Orff spoke about hanging oyster baskets in Sunset Park and their rocky understructure (oysters create rocky substructures), and working with the Nantucket Land Bank to manage a regional coastal stormwater plan. She mentioned the ecologist Rachel Carson and her beautiful book, “The Sea Around Us,” pointing out the ecological interdependency of its inhabitants. Carson would later become famous for sounding the alarm on the effects of pesticides.
When it came to questions, one member of the audience mentioned the breach that helped to rejuvenate the bay after Superstorm Sandy. It was closing.
“How can we maintain its health?” the woman asked.
“There is a choreograph of sand and sediment happening,” Orff said. “What are your landscape goals? You could have a conversation with the Army Corps of Engineers.”
There was a question about lifting shorelines.
You had to be careful with that, Orff commented, mentioning the Gowanus Canal and property behind a particular area where that was utilized had flooded. It could be accomplished, but in gradual declines.
“All of these projects have multiple owners and partners,” she explained. “I found over time, I do not feel we have a government or agency context of understanding these issues and tiptoe around them. Everyone in the Army Corps is the best person, but collectively, they have set goals. [For me] by having something clearly defined, you get your goal.”
Orff was asked if it was difficult to get funding.

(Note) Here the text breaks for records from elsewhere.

pub mod doctor;

pub use doctor::DoctorService;
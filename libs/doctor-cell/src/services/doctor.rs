use serde_json::Value;
use tracing::{debug, info};

use shared_database::{to_document, Filter, SharedStore, StoreError};
use shared_models::ids::{ClinicId, DoctorId};
use shared_utils::validation::decode_body;

use crate::models::{CreateDoctorRequest, Doctor, DoctorError, DoctorListQuery, DOCTOR_COLLECTION};

pub struct DoctorService {
    store: SharedStore,
}

impl DoctorService {
    pub fn new(store: SharedStore) -> Self {
        Self { store }
    }

    pub async fn create_from_json(&self, payload: Value) -> Result<DoctorId, DoctorError> {
        let request: CreateDoctorRequest = decode_body(payload)?;
        self.create_doctor(request).await
    }

    /// Create a new doctor profile
    pub async fn create_doctor(&self, request: CreateDoctorRequest) -> Result<DoctorId, DoctorError> {
        let doctor = request.validate()?;
        debug!("Creating doctor profile for {} in clinic {}", doctor.name, doctor.clinic_id);

        let document = to_document(DOCTOR_COLLECTION, &doctor)?;
        let id = self.store.insert(DOCTOR_COLLECTION, document).await?;

        let id: DoctorId = id.parse().map_err(|_| StoreError::Decode {
            collection: DOCTOR_COLLECTION.to_string(),
            message: format!("store returned a malformed identifier '{}'", id),
        })?;

        info!("Doctor profile created successfully with ID: {}", id);
        Ok(id)
    }

    /// Search doctors by clinic and/or specialty
    pub async fn list_doctors(&self, query: DoctorListQuery) -> Result<Vec<Doctor>, DoctorError> {
        let clinic_id = query.clinic_id.as_deref().map(ClinicId::filter_value);
        let filter = Filter::new()
            .eq_opt("clinic_id", clinic_id.as_deref())
            .eq_opt("specialty", query.specialty.as_deref());
        debug!("Searching doctors with filter: {:?}", filter);

        let documents = self.store.query(DOCTOR_COLLECTION, &filter).await?;

        let doctors = documents
            .into_iter()
            .map(|document| document.decode(DOCTOR_COLLECTION))
            .collect::<Result<Vec<Doctor>, _>>()?;

        Ok(doctors)
    }
}
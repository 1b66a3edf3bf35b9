use std::sync::Arc;

use anyhow::{bail, Context};
use dotenv::dotenv;
use tokio::net::TcpListener;
use tower_http::cors::{CorsLayer, Any};
use tower_http::trace::{self, TraceLayer};
use tracing::{Level, info};
use tracing_subscriber::{layer::SubscriberExt, util::SubscriberInitExt};

mod health;
mod router;

use appointment_cell::SlotConflictService;
use shared_config::{AppConfig, StoreBackend};
use shared_database::{DocumentStore, MemoryStore, SharedStore, SupabaseClient};

fn connect_store(config: &AppConfig) -> anyhow::Result<SharedStore> {
    match config.store_backend {
        StoreBackend::Memory => Ok(Arc::new(MemoryStore::new())),
        StoreBackend::Supabase => {
            if config.supabase_url.is_empty() {
                bail!("STORE_BACKEND=supabase requires SUPABASE_URL");
            }
            Ok(Arc::new(SupabaseClient::new(config)))
        }
    }
}

#[tokio::main]
async fn main() -> anyhow::Result<()> {
    // Loading Env Vars
    dotenv().ok();

    // Initialize tracing
    tracing_subscriber::registry()
        .with(tracing_subscriber::EnvFilter::new(
            std::env::var("RUST_LOG").unwrap_or_else(|_| "info,tower_http=debug".into()),
        ))
        .with(tracing_subscriber::fmt::layer())
        .init();

    info!("Starting Medical Booking API server");

    let config = AppConfig::from_env();

    let store = connect_store(&config)?;
    info!("Using {} document store", store.backend_name());

    SlotConflictService::new(store.clone())
        .install_slot_index()
        .await
        .context("failed to install the appointment slot index")?;

    let cors = CorsLayer::new()
        .allow_origin(Any)
        .allow_methods(Any)
        .allow_headers(Any);

    let app = router::create_router(store)
        .layer(
            TraceLayer::new_for_http()
                .make_span_with(trace::DefaultMakeSpan::new()
                    .level(Level::INFO))
                .on_response(trace::DefaultOnResponse::new()
                    .level(Level::INFO)),
        )
        .layer(cors);

    let addr = config.bind_address();
    let listener = TcpListener::bind(&addr)
        .await
        .with_context(|| format!("failed to bind {}", addr))?;
    info!("Listening on {}", addr);

    axum::serve(listener, app).await?;

    Ok(())
}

In Louisiana, one project was funded by BP oil spill money, but funding is also out there via small grants, she said.
Does a municipality engage you when you come up with ideas?
Orff got a candid laugh when she admitted for the first 10 years, that wasn’t the case.

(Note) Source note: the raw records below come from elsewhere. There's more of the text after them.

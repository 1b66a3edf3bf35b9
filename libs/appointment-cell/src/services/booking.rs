use serde_json::Value;
use tracing::{debug, info, warn};

use shared_database::{to_document, Filter, SharedStore, StoreError};
use shared_models::ids::{AppointmentId, DoctorId};
use shared_utils::validation::{date_filter, decode_body};

use crate::models::{
    Appointment, AppointmentError, AppointmentListQuery, BookAppointmentRequest,
    BookedAppointment, APPOINTMENT_COLLECTION,
};
use crate::services::conflict::SlotConflictService;

pub struct AppointmentBookingService {
    store: SharedStore,
    conflict_service: SlotConflictService,
}

impl AppointmentBookingService {
    pub fn new(store: SharedStore) -> Self {
        Self {
            conflict_service: SlotConflictService::new(store.clone()),
            store,
        }
    }

    pub async fn book_from_json(&self, payload: Value) -> Result<BookedAppointment, AppointmentError> {
        let request: BookAppointmentRequest = decode_body(payload)?;
        self.book_appointment(request).await
    }

    /// Books a slot. The lookup rejects known duplicates early; the store's
    /// unique index settles concurrent bookings of the same slot.
    pub async fn book_appointment(
        &self,
        request: BookAppointmentRequest,
    ) -> Result<BookedAppointment, AppointmentError> {
        let appointment = request.validate()?;
        let slot = appointment.slot();
        debug!("Booking appointment for {}", slot);

        if self.conflict_service.is_slot_taken(&slot).await? {
            return Err(AppointmentError::SlotConflict(slot));
        }

        let document = to_document(APPOINTMENT_COLLECTION, &appointment)?;

        let id = match self.store.insert(APPOINTMENT_COLLECTION, document).await {
            Ok(id) => id,
            Err(StoreError::UniqueViolation { .. }) => {
                warn!("Lost booking race for {}", slot);
                return Err(AppointmentError::SlotConflict(slot));
            }
            Err(e) => return Err(e.into()),
        };

        let id: AppointmentId = id.parse().map_err(|_| StoreError::Decode {
            collection: APPOINTMENT_COLLECTION.to_string(),
            message: format!("store returned a malformed identifier '{}'", id),
        })?;

        info!("Appointment {} booked for {}", id, slot);

        Ok(BookedAppointment {
            id,
            status: appointment.status,
        })
    }

    pub async fn list_appointments(
        &self,
        query: AppointmentListQuery,
    ) -> Result<Vec<Appointment>, AppointmentError> {
        let doctor_id = query.doctor_id.as_deref().map(DoctorId::filter_value);
        let date = query.date.as_deref().map(date_filter);
        let filter = Filter::new()
            .eq_opt("doctor_id", doctor_id.as_deref())
            .eq_opt("date", date.as_deref());
        debug!("Listing appointments with filter: {:?}", filter);

        let documents = self.store.query(APPOINTMENT_COLLECTION, &filter).await?;

        let appointments = documents
            .into_iter()
            .map(|document| document.decode(APPOINTMENT_COLLECTION))
            .collect::<Result<Vec<Appointment>, _>>()?;

        Ok(appointments)
    }
}
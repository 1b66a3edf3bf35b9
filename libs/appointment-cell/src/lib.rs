pub mod handlers;
pub mod router;
pub mod models;
pub mod services;

pub use models::*;
pub use router::appointment_routes;
pub use services::{AppointmentBookingService, SlotConflictService};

“It’s a mixture,” she said, adding a developer paid for one project.
Schultz commented that the village is looking at building a breakwater and asked Orff to speak on her Living Breakwaters initiative and its advantages.
“Breakwaters are as old as the sea,” she said. “They found one off the coast of Rome. We had to prove the Living Breakwaters function of reducing waves.” (It was subject to a three-dimensional test trial in Canada in 2017 and is being implemented now off the coast of Tottenville. Spat-on-shell oysters are placed on ecologically enhanced concrete units.)
“Oysters are like the biological glue that helps the structure, adds surface roughness, and cleans the water,” she said.
Another question. “We keep rebuilding seawalls. Is there a menu for small municipalities?” Orff responded, “You can get seawall panels.”
Later on, several young FoBB interns and staffers would gather around Orff for a photo. “The thing I’m most excited about,” she said, “are the inquiries from young people and students in high school.”